Inside, Tim found a report on something called Xedral, a “viral vector,” Tess’s notes painstakingly written in the narrow margins. X4-AAT unknown side effects? Why Lentidra fall off map? Outliers included in stats? Clearly she’d poured her energy into researching the treatment. She must’ve been devastated when Vector eliminated Sam from the trial—another possible suicide motive. Among the stray papers stuffed into the report, Tim found no notification of Sam’s termination.
Pulling books, Tim checked the scraps of paper she’d used as bookmarks. After coming across a few magazine subscription cards and a torn grocery list, Tim hit upon a business card, used to mark a page in a primer on liver disease. CHAISSON KAGAN. CEO. VECTOR BIOGENICS. A Westwood address and a 310 area code. Another number handwritten on the back.
The videotape beside the primer had a KCOM spine sticker. Sam’s sloppy hand labeled the tape, My News Segmint. Tim slid it out and walked to the next room, disrupting Sam’s video game once again. “This is yours, right? Mind if I borrow it?”
“Go ahead. It’s just a copy. They sent me a couple to give to other kids without a gene. But I don’t know any.”
“I’ll get it back to you as soon as we’re done.”
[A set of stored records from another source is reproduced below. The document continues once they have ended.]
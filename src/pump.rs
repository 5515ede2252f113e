//! Inbound pump
//!
//! One per connection. Reads frames, stamps and persists chat messages,
//! and hands them to the hub. Never touches hub state directly.

use std::sync::Arc;

use tracing::{debug, error, warn};

use crate::error::{AppError, StoreError};
use crate::hub::HubHandle;
use crate::message::{ChatMessage, ClientMessage, ErrorCode, ServerMessage};
use crate::store::{self, MessageStore};
use crate::transport::FrameReceiver;
use crate::types::{ConnectionId, UserId};

/// What happened to one inbound frame
#[derive(Debug)]
pub enum Ingest {
    /// Persisted and handed to the hub
    Routed(ChatMessage),
    /// Could not be persisted; not routed, no echo
    PersistFailed(StoreError),
    /// History page sent back to this connection
    History { with: UserId, count: usize },
    /// History lookup failed; the client got an error frame
    HistoryFailed(StoreError),
}

pub struct InboundPump {
    user_id: UserId,
    connection_id: ConnectionId,
    store: Arc<dyn MessageStore>,
    hub: HubHandle,
}

impl InboundPump {
    pub fn new(
        user_id: UserId,
        connection_id: ConnectionId,
        store: Arc<dyn MessageStore>,
        hub: HubHandle,
    ) -> Self {
        Self {
            user_id,
            connection_id,
            store,
            hub,
        }
    }

    /// Read frames until the peer closes
    ///
    /// Returns an error on transport failure or protocol violation; either
    /// way the caller tears the connection down.
    pub async fn run<R>(self, mut receiver: R) -> Result<(), AppError>
    where
        R: FrameReceiver,
    {
        while let Some(text) = receiver.receive().await? {
            match self.ingest(&text).await {
                Ok(Ingest::Routed(msg)) => {
                    debug!("Routed {} from {} to {}", msg.id, msg.from, msg.to);
                }
                Ok(Ingest::PersistFailed(e)) => {
                    error!("Dropping message from {}: persist failed: {}", self.user_id, e);
                }
                Ok(Ingest::History { with, count }) => {
                    debug!("Sent {} history messages with {} to {}", count, with, self.user_id);
                }
                Ok(Ingest::HistoryFailed(e)) => {
                    error!("History lookup for {} failed: {}", self.user_id, e);
                }
                Err(e) => {
                    warn!("Closing connection {} of {}: {}", self.connection_id, self.user_id, e);
                    return Err(e);
                }
            }
        }

        debug!("Peer {} closed connection {}", self.user_id, self.connection_id);
        Ok(())
    }

    /// Handle one text frame
    ///
    /// `Err` is fatal to the connection (protocol violation, or the hub is
    /// gone). A store failure is not: it comes back as an `Ingest` value.
    pub async fn ingest(&self, text: &str) -> Result<Ingest, AppError> {
        match ClientMessage::parse(text)? {
            ClientMessage::Message { to, content } => {
                let message = ChatMessage::stamp(self.user_id.clone(), to, content);

                if let Err(e) = self.store.save(&message).await {
                    return Ok(Ingest::PersistFailed(e));
                }

                // Waits while the hub's queue is full
                self.hub.route(message.clone()).await?;
                Ok(Ingest::Routed(message))
            }
            ClientMessage::History { with, offset } => {
                let page =
                    store::history_page(self.store.as_ref(), &self.user_id, &with, offset).await;
                let messages = match page {
                    Ok(messages) => messages,
                    Err(e) => {
                        self.reply(ServerMessage::Error {
                            code: ErrorCode::Internal,
                            message: "Failed to fetch messages".to_string(),
                        })
                        .await?;
                        return Ok(Ingest::HistoryFailed(e));
                    }
                };

                let count = messages.len();
                self.reply(ServerMessage::History {
                    with: with.clone(),
                    offset,
                    messages,
                })
                .await?;
                Ok(Ingest::History { with, count })
            }
        }
    }

    /// Send a frame to this connection only, through the hub
    async fn reply(&self, message: ServerMessage) -> Result<(), AppError> {
        self.hub
            .deliver(self.user_id.clone(), self.connection_id, message)
            .await
    }
}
“’Kay. Thanks. For asking, I mean. Other people just do whatever they want.”
“Other people?”
“The cops, I mean. Right after.”
Tim looked at him. A moment’s pause.
Sam said, “What are you guys doing anyways?”
“Just getting some more information about your mom’s death.”
“Two months later?”
“That’s right.” Tim returned to Tess’s room, again closing the door behind him.
A triangular desk in the corner held an antique computer monitor and a cordless phone. The drawers contained Tess’s receipts and bills, which were clearly if not logically organized. Tim pulled the file holding the phone bills and set it aside on the bed—they’d ask Guerrera to start following up on the numbers she’d called in the months before her death. A checkbook showed an account that scraped the double digits several times a month.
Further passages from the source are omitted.